Work task
Provide only the number of lines in the records below that include "mpsc".

START Raw data

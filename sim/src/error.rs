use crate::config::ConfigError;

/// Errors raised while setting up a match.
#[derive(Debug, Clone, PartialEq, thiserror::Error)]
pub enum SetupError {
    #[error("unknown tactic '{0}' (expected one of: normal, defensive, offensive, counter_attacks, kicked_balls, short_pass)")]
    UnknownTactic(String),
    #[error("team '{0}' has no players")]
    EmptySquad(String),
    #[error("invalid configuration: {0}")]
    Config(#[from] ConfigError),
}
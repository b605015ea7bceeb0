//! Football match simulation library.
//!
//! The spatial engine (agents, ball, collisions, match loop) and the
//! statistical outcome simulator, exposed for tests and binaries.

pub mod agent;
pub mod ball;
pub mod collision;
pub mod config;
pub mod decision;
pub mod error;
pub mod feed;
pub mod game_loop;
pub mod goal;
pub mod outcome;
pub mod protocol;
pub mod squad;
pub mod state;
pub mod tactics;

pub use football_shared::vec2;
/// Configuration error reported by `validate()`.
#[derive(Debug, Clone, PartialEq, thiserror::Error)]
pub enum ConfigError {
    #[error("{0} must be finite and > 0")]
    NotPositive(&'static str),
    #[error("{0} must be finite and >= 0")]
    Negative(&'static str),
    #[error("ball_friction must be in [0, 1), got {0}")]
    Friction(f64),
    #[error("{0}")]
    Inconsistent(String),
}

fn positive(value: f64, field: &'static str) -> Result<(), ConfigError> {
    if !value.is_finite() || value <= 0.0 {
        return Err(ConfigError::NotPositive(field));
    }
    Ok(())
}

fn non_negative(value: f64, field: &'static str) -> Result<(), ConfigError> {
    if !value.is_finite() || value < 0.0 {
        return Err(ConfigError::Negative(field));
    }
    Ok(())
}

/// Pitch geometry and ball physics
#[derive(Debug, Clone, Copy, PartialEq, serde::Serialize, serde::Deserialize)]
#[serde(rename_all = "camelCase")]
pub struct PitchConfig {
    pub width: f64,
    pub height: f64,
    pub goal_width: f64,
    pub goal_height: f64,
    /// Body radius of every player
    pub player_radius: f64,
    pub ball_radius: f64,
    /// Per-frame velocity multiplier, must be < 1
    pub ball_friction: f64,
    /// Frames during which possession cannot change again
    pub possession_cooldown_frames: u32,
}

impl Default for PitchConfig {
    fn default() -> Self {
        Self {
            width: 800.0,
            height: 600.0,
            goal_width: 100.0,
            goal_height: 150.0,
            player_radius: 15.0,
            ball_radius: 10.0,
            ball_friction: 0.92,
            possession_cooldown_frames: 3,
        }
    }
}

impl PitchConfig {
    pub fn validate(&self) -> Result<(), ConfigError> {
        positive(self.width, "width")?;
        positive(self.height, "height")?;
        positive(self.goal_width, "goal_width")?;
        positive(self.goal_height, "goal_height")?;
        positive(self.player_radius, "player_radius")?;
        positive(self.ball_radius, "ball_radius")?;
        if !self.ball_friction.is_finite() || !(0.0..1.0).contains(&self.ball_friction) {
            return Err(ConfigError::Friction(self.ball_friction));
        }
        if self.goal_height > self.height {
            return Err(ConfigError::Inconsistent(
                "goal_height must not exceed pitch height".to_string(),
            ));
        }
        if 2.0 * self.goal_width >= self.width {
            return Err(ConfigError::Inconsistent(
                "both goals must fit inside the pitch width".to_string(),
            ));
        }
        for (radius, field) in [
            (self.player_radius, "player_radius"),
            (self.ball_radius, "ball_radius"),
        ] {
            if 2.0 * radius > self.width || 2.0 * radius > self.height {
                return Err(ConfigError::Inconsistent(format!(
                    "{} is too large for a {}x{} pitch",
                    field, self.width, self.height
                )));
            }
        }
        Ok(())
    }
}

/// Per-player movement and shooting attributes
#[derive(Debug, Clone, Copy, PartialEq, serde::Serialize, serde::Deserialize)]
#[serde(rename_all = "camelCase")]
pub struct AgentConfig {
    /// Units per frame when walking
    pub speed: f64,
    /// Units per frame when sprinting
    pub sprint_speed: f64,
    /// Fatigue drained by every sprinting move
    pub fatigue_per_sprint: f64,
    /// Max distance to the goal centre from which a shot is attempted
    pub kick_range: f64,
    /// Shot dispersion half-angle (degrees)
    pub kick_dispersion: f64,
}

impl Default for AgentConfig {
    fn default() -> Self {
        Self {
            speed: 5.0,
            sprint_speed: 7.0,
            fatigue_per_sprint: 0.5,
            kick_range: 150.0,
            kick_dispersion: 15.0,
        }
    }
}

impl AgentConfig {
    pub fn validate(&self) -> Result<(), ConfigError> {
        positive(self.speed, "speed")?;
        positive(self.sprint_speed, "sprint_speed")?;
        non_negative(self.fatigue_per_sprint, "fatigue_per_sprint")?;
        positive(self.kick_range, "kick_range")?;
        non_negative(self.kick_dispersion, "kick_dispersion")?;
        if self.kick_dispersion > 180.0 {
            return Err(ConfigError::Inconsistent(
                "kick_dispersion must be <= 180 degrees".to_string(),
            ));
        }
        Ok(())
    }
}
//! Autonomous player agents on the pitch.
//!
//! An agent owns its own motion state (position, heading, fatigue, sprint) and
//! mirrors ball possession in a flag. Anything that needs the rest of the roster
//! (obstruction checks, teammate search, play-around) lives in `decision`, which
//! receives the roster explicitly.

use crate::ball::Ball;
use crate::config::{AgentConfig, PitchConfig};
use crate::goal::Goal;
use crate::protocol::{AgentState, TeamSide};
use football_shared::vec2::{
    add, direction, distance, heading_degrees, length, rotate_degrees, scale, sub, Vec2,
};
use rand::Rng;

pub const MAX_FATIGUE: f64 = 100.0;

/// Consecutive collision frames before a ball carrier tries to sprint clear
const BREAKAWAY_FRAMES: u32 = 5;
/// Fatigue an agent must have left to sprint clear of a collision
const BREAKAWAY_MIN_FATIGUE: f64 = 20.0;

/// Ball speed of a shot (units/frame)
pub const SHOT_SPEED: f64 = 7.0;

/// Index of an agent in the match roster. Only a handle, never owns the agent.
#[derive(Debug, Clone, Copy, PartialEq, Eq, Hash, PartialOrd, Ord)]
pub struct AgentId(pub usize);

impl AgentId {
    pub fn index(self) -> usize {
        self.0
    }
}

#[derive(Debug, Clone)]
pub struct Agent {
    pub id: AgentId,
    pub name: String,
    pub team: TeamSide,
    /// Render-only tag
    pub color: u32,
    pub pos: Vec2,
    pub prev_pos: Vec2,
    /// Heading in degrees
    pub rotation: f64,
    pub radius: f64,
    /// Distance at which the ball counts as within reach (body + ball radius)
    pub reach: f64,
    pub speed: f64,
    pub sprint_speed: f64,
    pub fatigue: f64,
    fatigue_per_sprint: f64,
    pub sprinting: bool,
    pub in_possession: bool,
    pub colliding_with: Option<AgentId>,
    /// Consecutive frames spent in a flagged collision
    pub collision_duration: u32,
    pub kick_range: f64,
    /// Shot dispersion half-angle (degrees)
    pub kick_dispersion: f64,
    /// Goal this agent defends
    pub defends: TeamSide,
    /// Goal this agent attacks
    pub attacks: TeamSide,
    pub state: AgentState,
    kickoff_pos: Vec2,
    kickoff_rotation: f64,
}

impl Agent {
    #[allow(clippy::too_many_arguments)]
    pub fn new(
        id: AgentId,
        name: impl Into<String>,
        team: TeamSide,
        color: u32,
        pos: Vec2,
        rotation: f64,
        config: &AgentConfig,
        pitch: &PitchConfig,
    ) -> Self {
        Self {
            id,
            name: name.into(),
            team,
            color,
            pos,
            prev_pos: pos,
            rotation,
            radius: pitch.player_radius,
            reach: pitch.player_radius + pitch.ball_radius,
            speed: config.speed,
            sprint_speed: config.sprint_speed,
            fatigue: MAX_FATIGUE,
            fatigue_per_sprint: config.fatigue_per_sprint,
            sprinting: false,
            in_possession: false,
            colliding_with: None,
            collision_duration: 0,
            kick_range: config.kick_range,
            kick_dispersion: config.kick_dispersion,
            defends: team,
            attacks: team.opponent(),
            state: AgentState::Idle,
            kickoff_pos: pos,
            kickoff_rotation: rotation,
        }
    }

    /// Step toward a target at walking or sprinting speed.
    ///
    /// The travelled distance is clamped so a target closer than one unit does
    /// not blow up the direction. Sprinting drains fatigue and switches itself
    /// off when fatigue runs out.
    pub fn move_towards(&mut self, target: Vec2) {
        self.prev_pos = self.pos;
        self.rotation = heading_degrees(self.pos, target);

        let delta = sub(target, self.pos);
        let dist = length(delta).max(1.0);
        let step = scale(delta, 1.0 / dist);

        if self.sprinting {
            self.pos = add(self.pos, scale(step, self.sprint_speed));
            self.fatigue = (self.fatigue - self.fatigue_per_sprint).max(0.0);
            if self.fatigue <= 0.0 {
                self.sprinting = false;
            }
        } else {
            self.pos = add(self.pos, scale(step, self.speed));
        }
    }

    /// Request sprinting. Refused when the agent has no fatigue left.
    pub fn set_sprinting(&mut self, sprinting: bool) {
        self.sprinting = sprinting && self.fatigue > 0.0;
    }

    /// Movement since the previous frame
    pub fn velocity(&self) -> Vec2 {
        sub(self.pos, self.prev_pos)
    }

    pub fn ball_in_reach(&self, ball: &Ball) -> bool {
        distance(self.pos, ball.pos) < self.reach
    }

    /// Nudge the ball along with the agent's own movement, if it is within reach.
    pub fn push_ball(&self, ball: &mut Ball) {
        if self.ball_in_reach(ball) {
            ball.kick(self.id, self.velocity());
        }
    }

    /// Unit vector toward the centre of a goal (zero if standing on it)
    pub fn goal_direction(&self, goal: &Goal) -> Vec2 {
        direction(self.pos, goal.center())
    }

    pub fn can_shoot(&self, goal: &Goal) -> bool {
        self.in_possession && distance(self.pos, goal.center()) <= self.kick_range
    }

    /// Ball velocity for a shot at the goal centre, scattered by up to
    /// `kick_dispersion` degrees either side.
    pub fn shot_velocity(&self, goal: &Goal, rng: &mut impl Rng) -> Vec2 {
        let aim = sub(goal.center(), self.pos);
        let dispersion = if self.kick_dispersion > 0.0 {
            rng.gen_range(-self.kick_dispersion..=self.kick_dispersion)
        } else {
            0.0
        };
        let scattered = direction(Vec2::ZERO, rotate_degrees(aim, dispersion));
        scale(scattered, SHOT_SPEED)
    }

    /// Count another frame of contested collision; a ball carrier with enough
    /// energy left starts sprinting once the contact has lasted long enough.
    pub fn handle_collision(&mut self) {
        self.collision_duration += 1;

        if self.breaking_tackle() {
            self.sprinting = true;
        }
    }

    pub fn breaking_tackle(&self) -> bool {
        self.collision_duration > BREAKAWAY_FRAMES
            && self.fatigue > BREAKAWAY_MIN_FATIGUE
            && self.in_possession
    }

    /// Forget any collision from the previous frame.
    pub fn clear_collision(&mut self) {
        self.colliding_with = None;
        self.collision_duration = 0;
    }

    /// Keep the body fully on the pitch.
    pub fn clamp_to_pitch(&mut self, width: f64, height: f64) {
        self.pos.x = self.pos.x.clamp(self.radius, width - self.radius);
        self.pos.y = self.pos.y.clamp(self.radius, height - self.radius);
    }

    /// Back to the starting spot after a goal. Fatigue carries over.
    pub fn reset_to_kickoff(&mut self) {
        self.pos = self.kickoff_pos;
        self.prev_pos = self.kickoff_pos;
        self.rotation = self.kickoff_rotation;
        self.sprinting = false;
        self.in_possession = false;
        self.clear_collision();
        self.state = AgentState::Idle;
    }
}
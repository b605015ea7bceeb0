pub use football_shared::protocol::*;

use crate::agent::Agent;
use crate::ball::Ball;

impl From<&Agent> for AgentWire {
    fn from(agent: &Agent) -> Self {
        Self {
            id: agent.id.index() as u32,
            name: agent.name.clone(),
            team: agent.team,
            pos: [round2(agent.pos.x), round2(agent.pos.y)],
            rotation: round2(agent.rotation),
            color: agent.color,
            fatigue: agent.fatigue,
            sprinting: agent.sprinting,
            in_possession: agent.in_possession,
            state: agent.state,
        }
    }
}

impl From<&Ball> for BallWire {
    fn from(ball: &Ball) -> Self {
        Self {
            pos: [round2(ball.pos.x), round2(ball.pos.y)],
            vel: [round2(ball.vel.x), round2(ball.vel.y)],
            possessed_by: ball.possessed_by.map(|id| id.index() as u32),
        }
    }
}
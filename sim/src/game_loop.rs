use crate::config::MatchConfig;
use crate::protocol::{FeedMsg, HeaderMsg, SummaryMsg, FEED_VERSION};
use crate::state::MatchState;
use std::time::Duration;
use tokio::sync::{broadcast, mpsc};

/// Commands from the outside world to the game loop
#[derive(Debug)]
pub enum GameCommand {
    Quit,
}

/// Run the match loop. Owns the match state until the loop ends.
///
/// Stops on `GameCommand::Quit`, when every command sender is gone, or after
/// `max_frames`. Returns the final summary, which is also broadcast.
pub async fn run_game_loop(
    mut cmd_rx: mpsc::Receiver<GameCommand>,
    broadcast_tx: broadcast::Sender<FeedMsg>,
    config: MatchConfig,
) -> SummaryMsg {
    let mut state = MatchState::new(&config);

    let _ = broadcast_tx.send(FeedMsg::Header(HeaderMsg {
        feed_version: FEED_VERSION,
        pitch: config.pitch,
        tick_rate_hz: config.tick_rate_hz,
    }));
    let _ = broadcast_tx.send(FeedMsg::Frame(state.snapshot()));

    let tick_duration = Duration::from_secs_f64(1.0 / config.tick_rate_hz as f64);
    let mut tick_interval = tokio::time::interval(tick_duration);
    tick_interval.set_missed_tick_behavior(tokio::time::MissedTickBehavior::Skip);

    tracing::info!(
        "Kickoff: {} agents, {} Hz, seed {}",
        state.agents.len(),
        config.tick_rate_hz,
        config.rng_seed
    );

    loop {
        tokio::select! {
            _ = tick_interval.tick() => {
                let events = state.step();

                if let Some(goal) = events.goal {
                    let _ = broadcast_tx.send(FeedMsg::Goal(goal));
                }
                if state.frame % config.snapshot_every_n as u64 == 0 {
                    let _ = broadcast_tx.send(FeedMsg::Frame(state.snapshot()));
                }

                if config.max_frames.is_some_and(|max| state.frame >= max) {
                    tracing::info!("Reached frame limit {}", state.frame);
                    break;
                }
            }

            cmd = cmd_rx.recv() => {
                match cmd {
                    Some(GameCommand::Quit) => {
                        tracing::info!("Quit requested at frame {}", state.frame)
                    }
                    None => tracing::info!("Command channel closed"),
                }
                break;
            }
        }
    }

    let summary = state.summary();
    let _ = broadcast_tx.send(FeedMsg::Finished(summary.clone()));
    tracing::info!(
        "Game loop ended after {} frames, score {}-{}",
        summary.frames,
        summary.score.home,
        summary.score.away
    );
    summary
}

END Raw data

Your solution
2